Appearances and goals by national team and year
| National team | Year | Apps | Goals |
| Canada | 2011 | 9 | 3 |
| 2012 | 9 | 2 |
| 2013 | 12 | 0 |
| 2014 | 5 | 2 |
| 2015 | 12 | 5 |
| 2016 | 7 | 2 |
| 2017 | 3 | 1 |
| 2018 | 2 | 1 |
| 2019 | 0 | 0 |
| 2020 | 2 | 1 |
| Total |  | 61 | 17 |

Scores and results list Canada's goal tally first, score column indicates score after each Ricketts goal.

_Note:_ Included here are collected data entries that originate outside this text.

#[derive(Debug)]
struct SimSwitch {
    address: String,
    reachable: bool,
    fail_writes: Option<P4rtStatus>,
    fail_reads: Option<P4rtStatus>,
    entries: BTreeMap<EntryKey, TableEntry>,
    counters: HashMap<EntryKey, HitCount>,
    /// Generation of the connection currently holding mastership.
    generation: u64,
    connected: bool,
    connects: usize,
    write_calls: usize,
    read_calls: usize,
    pipeline: Option<PipelineOptions>,
}

impl SimSwitch {
    fn new(address: String) -> Self {
        Self {
            address,
            reachable: true,
            fail_writes: None,
            fail_reads: None,
            entries: BTreeMap::new(),
            counters: HashMap::new(),
            generation: 0,
            connected: false,
            connects: 0,
            write_calls: 0,
            read_calls: 0,
            pipeline: None,
        }
    }

    fn counter_record(&self, key: &EntryKey) -> CounterRecord {
        let hits = self.counters.get(key).copied().unwrap_or_default();
        CounterRecord {
            counter: IPV4_LPM_COUNTER.to_string(),
            match_key: key.match_key,
            packet_count: hits.packets,
            byte_count: hits.bytes,
        }
    }
}

/// Point-in-time view of one simulated switch.
#[derive(Debug, Clone, PartialEq, Eq)]
pub struct SimSwitchSnapshot {
    pub address: String,
    pub connected: bool,
    /// Entries ordered by table then match key; default entries first.
    pub entries: Vec<TableEntry>,
    pub counters: Vec<CounterRecord>,
    pub connects: usize,
    pub write_calls: usize,
    pub read_calls: usize,
    pub pipeline: Option<PipelineOptions>,
}

impl SimSwitchSnapshot {
    pub fn default_entries(&self) -> impl Iterator<Item = &TableEntry> {
        self.entries.iter().filter(|e| e.is_default)
    }

    pub fn forward_entries(&self) -> impl Iterator<Item = &TableEntry> {
        self.entries.iter().filter(|e| !e.is_default)
    }
}

/// A shared set of simulated switches. Clones observe the same switches.
#[derive(Debug, Clone, Default)]
pub struct SimFabric {
    switches: Arc<Mutex<HashMap<String, SimSwitch>>>,
}

impl SimFabric {
    pub fn new() -> Self {
        Self::default()
    }

    fn lock(&self) -> MutexGuard<'_, HashMap<String, SimSwitch>> {
        self.switches.lock().unwrap_or_else(PoisonError::into_inner)
    }

    /// Adds a switch agent listening on `address`. Re-adding resets it.
    pub fn add_switch(&self, name: impl Into<String>, address: impl Into<String>) {
        let name = name.into();
        let address = address.into();
        debug!("SimFabric: adding switch {} at {}", name, address);
        self.lock().insert(name, SimSwitch::new(address));
    }

    /// Makes later connection attempts to `name` succeed or be refused.
    pub fn set_reachable(&self, name: &str, reachable: bool) {
        if let Some(switch) = self.lock().get_mut(name) {
            switch.reachable = reachable;
        }
    }

    /// Makes writes to `name` fail with `status`, or succeed again with `None`.
    pub fn fail_writes(&self, name: &str, status: Option<P4rtStatus>) {
        if let Some(switch) = self.lock().get_mut(name) {
            switch.fail_writes = status;
        }
    }

    /// Makes reads from `name` fail with `status`, or succeed again with `None`.
    pub fn fail_reads(&self, name: &str, status: Option<P4rtStatus>) {
        if let Some(switch) = self.lock().get_mut(name) {
            switch.fail_reads = status;
        }
    }

    pub fn snapshot(&self, name: &str) -> Option<SimSwitchSnapshot> {
        let switches = self.lock();
        let switch = switches.get(name)?;
        Some(SimSwitchSnapshot {
            address: switch.address.clone(),
            connected: switch.connected,
            entries: switch.entries.values().cloned().collect(),
            counters: switch
                .entries
                .keys()
                .map(|key| switch.counter_record(key))
                .collect(),
            connects: switch.connects,
            write_calls: switch.write_calls,
            read_calls: switch.read_calls,
            pipeline: switch.pipeline.clone(),
        })
    }

    /// Sends one packet of `bytes` towards `destination` through switch `name`.
    ///
    /// The longest matching forwarding entry wins, falling back to the
    /// default entry. Its counter is bumped and its action returned; `None`
    /// means no entry matched (or the switch does not exist).
    pub fn inject_packet(
        &self,
        name: &str,
        destination: Ipv4Address,
        bytes: u64,
    ) -> Option<TableAction> {
        let mut switches = self.lock();
        let switch = switches.get_mut(name)?;

        let key = switch
            .entries
            .values()
            .filter(|e| e.table == IPV4_LPM_TABLE && !e.is_default)
            .filter(|e| e.match_key.is_some_and(|p| p.contains(destination)))
            .max_by_key(|e| e.match_key.map(|p| p.prefix_len()))
            .or_else(|| {
                switch
                    .entries
                    .values()
                    .find(|e| e.table == IPV4_LPM_TABLE && e.is_default)
            })
            .map(TableEntry::key)?;

        let action = switch.entries.get(&key).map(|e| e.action.clone());
        let hits = switch.counters.entry(key).or_default();
        hits.packets += 1;
        hits.bytes += bytes;
        action
    }
}
//! Controller configuration.

use srcroute_p4rt::PipelineOptions;
use std::path::PathBuf;

/// Configuration for the NetworkController.
#[derive(Debug, Clone)]
pub struct ControllerConfig {
    /// Topology document the session was loaded from
    pub topology_path: PathBuf,
    /// Pipeline handed to the connector for every switch
    pub pipeline: PipelineOptions,
    /// Connect to every topology switch when the session starts
    pub connect_on_start: bool,
}

impl Default for ControllerConfig {
    fn default() -> Self {
        Self {
            topology_path: PathBuf::from("topo.json"),
            pipeline: PipelineOptions::default(),
            connect_on_start: true,
        }
    }
}

impl ControllerConfig {
    pub fn with_pipeline(mut self, pipeline: PipelineOptions) -> Self {
        self.pipeline = pipeline;
        self
    }
}
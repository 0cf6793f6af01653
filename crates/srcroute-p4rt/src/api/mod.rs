//! Switch connection API.
//!
//! A [`Connector`] performs the handshake with a switch agent and hands back
//! a [`SwitchConnection`], the request/response channel used to write and
//! read table entries. Implementations must not assume callers interleave
//! requests on one connection; the controller serializes them per switch.

mod connection;

pub use connection::{Connector, ReadStream, SwitchConnection};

List of international goals scored by Tosaint Ricketts
| No. | Date | Venue | Cap | Opponent | Score | Result | Competition |
| 1 | 1 June 2011 | BMO Field, Toronto, Canada | 3 | Ecuador | 2–2 | 2–2 | Friendly |
| 2 | 6 September 2011 | Estadio Juan Ramón Loubriel, Bayamón, Puerto Rico | 6 | Puerto Rico | 3–0 | 3–0 | 2014 FIFA World Cup qualification |
| 3 | 15 November 2011 | BMO Field, Toronto, Canada | 9 | Saint Kitts and Nevis | 4–0 | 4–0 | 2014 FIFA World Cup qualification |
| 4 | 15 August 2012 | Central Broward Regional Park, Lauderhill, United States | 14 | Trinidad and Tobago | 1–0 | 2–0 | Friendly |
| 5 | 12 October 2012 | BMO Field, Toronto, Canada | 17 | Cuba | 1–0 | 3–0 | 2014 FIFA World Cup qualification |
| 6 | 27 May 2014 | Stadion SVU Mauer, Mauer, Austria | 32 | Moldova | 1–1 | 1–1 | Friendly |
| 7 | 9 September 2014 | BMO Field, Toronto, Canada | 33 | Jamaica | 3–1 | 3–1 | Friendly |
| 8 | 30 March 2015 | Estadio Juan Ramón Loubriel, Bayamón, Puerto Rico | 37 | Puerto Rico | 1–0 | 3–0 | Friendly |
| 9 | 16 June 2015 | BMO Field, Toronto, Canada | 39 | Dominica | 3–0 | 4–0 | 2018 FIFA World Cup qualification |
| 10 | 4–0 |
| 11 | 4 September 2015 | BMO Field, Toronto, Canada | 43 | Belize | 1–0 | 3–0 | 2018 FIFA World Cup qualification |
| 12 | 2–0 |
| 13 | 6 October 2016 | Stade de Marrakech, Marrakesh, Morocco | 53 | Mauritania | 1–0 | 4–0 | Friendly |
| 14 | 4–0 |
| 15 | 22 January 2017 | Bermuda National Stadium, Hamilton, Bermuda | 55 | Bermuda | 2–1 | 4–2 | Friendly |
| 16 | 24 March 2018 | Pinatar Arena, Murcia, Spain | 58 | New Zealand | 1–0 | 1–0 | Friendly |
| 17 | 7 January 2020 | Championship Soccer Stadium, Irvine, United States | 60 | Barbados | 1–0 | 4–1 | Friendly |

== Honours ==
Toronto FC
- MLS Cup: 2017
- Canadian Championship: 2017, 2018
- Supporters' Shield: 2017

Sūduva
- A Lyga: 2019
- Lithuanian Cup: 2019
- Lithuanian Supercup: 2019

Vancouver Whitecaps FC
- Canadian Championship: 2022

== Personal life ==
In December 2023, the Vancouver Whitecaps signed Ricketts to represent the team in the eMLS at League Series 1, League Series 2 and eMLS Cup for the 2024 season. The move makes Ricketts the first former MLS player to complete in eMLS.